====== DATA LISTING ======

//! Header repository
//!
//! The header is a single row carrying the wavenumber grid shared by every
//! stored opacity curve, plus the unit strings for each axis. It is written
//! once when the database is created and only read afterwards.

use anyhow::{anyhow, Result};
use rusqlite::Connection;
use serde::{Deserialize, Serialize};

use crate::database::core::blob::{decode_f64s, encode_f64s};

/// Row id used for the single header record
const HEADER_ROW_ID: i64 = 1;

/// Unit strings recorded in the header
#[derive(Debug, Clone, PartialEq, Eq, Serialize, Deserialize)]
pub struct OpacityUnits {
    pub pressure: String,
    pub temperature: String,
    pub continuum: String,
    pub molecular: String,
}

impl Default for OpacityUnits {
    fn default() -> Self {
        Self {
            pressure: "bar".to_string(),
            temperature: "K".to_string(),
            continuum: "cm-1 amagat-2".to_string(),
            molecular: "cm2/molecule".to_string(),
        }
    }
}

/// Global metadata for an opacity database
#[derive(Debug, Clone, PartialEq, Serialize, Deserialize)]
pub struct OpacityHeader {
    /// Spectral sample points shared by all opacity curves
    pub wavenumber_grid: Vec<f64>,
    pub units: OpacityUnits,
}

impl OpacityHeader {
    pub fn new(wavenumber_grid: Vec<f64>, units: OpacityUnits) -> Self {
        Self {
            wavenumber_grid,
            units,
        }
    }

    /// Build a header with a linearly spaced grid of `points` samples over `[min, max]`
    pub fn linear(min: f64, max: f64, points: usize, units: OpacityUnits) -> Result<Self> {
        if points == 0 {
            return Err(anyhow!("Wavenumber grid needs at least one point"));
        }
        if !(min.is_finite() && max.is_finite()) || max < min {
            return Err(anyhow!(
                "Invalid wavenumber range: min={} max={}",
                min,
                max
            ));
        }

        let grid = if points == 1 {
            vec![min]
        } else {
            let step = (max - min) / (points - 1) as f64;
            (0..points).map(|i| min + step * i as f64).collect()
        };

        Ok(Self::new(grid, units))
    }

    /// Number of samples every opacity curve is expected to have
    pub fn grid_len(&self) -> usize {
        self.wavenumber_grid.len()
    }
}

/// Repository for the header relation
pub struct HeaderRepository<'a> {
    conn: &'a Connection,
}

impl<'a> HeaderRepository<'a> {
    pub fn new(conn: &'a Connection) -> Self {
        Self { conn }
    }

    /// Write the header row, replacing any previous one
    pub fn write(&self, header: &OpacityHeader) -> Result<()> {
        self.conn
            .execute(
                "INSERT OR REPLACE INTO header
                 (id, pressure_unit, temperature_unit, wavenumber_grid, continuum_unit, molecular_unit)
                 VALUES (?1, ?2, ?3, ?4, ?5, ?6)",
                rusqlite::params![
                    HEADER_ROW_ID,
                    header.units.pressure,
                    header.units.temperature,
                    encode_f64s(&header.wavenumber_grid),
                    header.units.continuum,
                    header.units.molecular,
                ],
            )
            .map_err(|e| anyhow!("Failed to write header: {}", e))?;
        Ok(())
    }

    /// Read the header, or `None` if it has not been written
    ///
    /// Files produced elsewhere may use a different id for their only header
    /// row, so the lowest id is taken rather than a fixed one.
    pub fn get(&self) -> Result<Option<OpacityHeader>> {
        let result = self.conn.query_row(
            "SELECT pressure_unit, temperature_unit, wavenumber_grid, continuum_unit, molecular_unit
             FROM header ORDER BY id LIMIT 1",
            [],
            |row| {
                Ok((
                    row.get::<_, Option<String>>(0)?,
                    row.get::<_, Option<String>>(1)?,
                    row.get::<_, Option<Vec<u8>>>(2)?,
                    row.get::<_, Option<String>>(3)?,
                    row.get::<_, Option<String>>(4)?,
                ))
            },
        );

        let (pressure, temperature, grid, continuum, molecular) = match result {
            Ok(row) => row,
            Err(rusqlite::Error::QueryReturnedNoRows) => return Ok(None),
            Err(e) => return Err(anyhow!("Failed to read header: {}", e)),
        };

        let wavenumber_grid = match grid {
            Some(bytes) => decode_f64s(&bytes)?,
            None => Vec::new(),
        };

        Ok(Some(OpacityHeader {
            wavenumber_grid,
            units: OpacityUnits {
                pressure: pressure.unwrap_or_default(),
                temperature: temperature.unwrap_or_default(),
                continuum: continuum.unwrap_or_default(),
                molecular: molecular.unwrap_or_default(),
            },
        }))
    }

    /// Shortcut for the wavenumber grid alone
    pub fn wavenumber_grid(&self) -> Result<Option<Vec<f64>>> {
        Ok(self.get()?.map(|h| h.wavenumber_grid))
    }
}
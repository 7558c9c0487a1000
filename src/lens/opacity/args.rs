//! Opacity lens arguments
//!
//! These arguments are shared by the CLI (with clap derives when the `cli`
//! feature is enabled) and library callers (via serde).

use serde::{Deserialize, Serialize};

use crate::database::DistanceMetric;

/// Arguments for an exact continuum fetch
#[derive(Debug, Clone, Default, Serialize, Deserialize)]
#[cfg_attr(feature = "cli", derive(clap::Args))]
pub struct ContinuumGetArgs {
    /// Continuum molecule name, e.g. H2H2 or H-bf
    pub molecule: String,

    /// Temperature of the stored curve
    pub temperature: f64,

    /// Print every wavenumber sample instead of a summary row
    #[cfg_attr(feature = "cli", clap(long))]
    #[serde(default)]
    pub samples: bool,
}

impl ContinuumGetArgs {
    pub fn new(molecule: &str, temperature: f64) -> Self {
        Self {
            molecule: molecule.to_string(),
            temperature,
            samples: false,
        }
    }
}

/// Arguments for an exact molecular fetch
#[derive(Debug, Clone, Default, Serialize, Deserialize)]
#[cfg_attr(feature = "cli", derive(clap::Args))]
pub struct MolecularGetArgs {
    /// Molecule name, e.g. H2O
    pub molecule: String,

    /// Grid point id of the stored curve
    pub ptid: u32,

    /// Print every wavenumber sample instead of a summary row
    #[cfg_attr(feature = "cli", clap(long))]
    #[serde(default)]
    pub samples: bool,
}

impl MolecularGetArgs {
    pub fn new(molecule: &str, ptid: u32) -> Self {
        Self {
            molecule: molecule.to_string(),
            ptid,
            samples: false,
        }
    }
}

/// Arguments for resolving a (pressure, temperature) request
#[derive(Debug, Clone, Default, Serialize, Deserialize)]
#[cfg_attr(feature = "cli", derive(clap::Args))]
pub struct MolecularNearestArgs {
    /// Molecule name, e.g. H2O
    pub molecule: String,

    /// Requested pressure
    pub pressure: f64,

    /// Requested temperature
    pub temperature: f64,

    /// Distance metric (raw or normalized); defaults to the configured one
    #[cfg_attr(feature = "cli", clap(long, short))]
    #[serde(default)]
    pub metric: Option<DistanceMetric>,

    /// Also fetch the curve stored at the resolved grid point
    #[cfg_attr(feature = "cli", clap(long))]
    #[serde(default)]
    pub fetch: bool,
}

impl MolecularNearestArgs {
    pub fn new(molecule: &str, pressure: f64, temperature: f64) -> Self {
        Self {
            molecule: molecule.to_string(),
            pressure,
            temperature,
            ..Default::default()
        }
    }

    pub fn with_metric(mut self, metric: DistanceMetric) -> Self {
        self.metric = Some(metric);
        self
    }

    pub fn with_fetch(mut self) -> Self {
        self.fetch = true;
        self
    }
}

/// Arguments for resolving an atmosphere's species
#[derive(Debug, Clone, Default, Serialize, Deserialize)]
#[cfg_attr(feature = "cli", derive(clap::Args))]
pub struct SpeciesArgs {
    /// Species present in the atmosphere, e.g. H2 He H2O CH4
    #[cfg_attr(feature = "cli", clap(required = true))]
    pub species: Vec<String>,

    /// Free electrons are present (enables H-ff and H2- continuum)
    #[cfg_attr(feature = "cli", clap(long, short))]
    #[serde(default)]
    pub electrons: bool,
}

impl SpeciesArgs {
    pub fn new<S: AsRef<str>>(species: &[S]) -> Self {
        Self {
            species: species.iter().map(|s| s.as_ref().to_string()).collect(),
            electrons: false,
        }
    }

    pub fn with_electrons(mut self) -> Self {
        self.electrons = true;
        self
    }
}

======

AIM OF THE EXERCISE →
Above are the records. How many of their lines hold "struct"? Answer with the number alone.

EXERCISE ANSWER →
7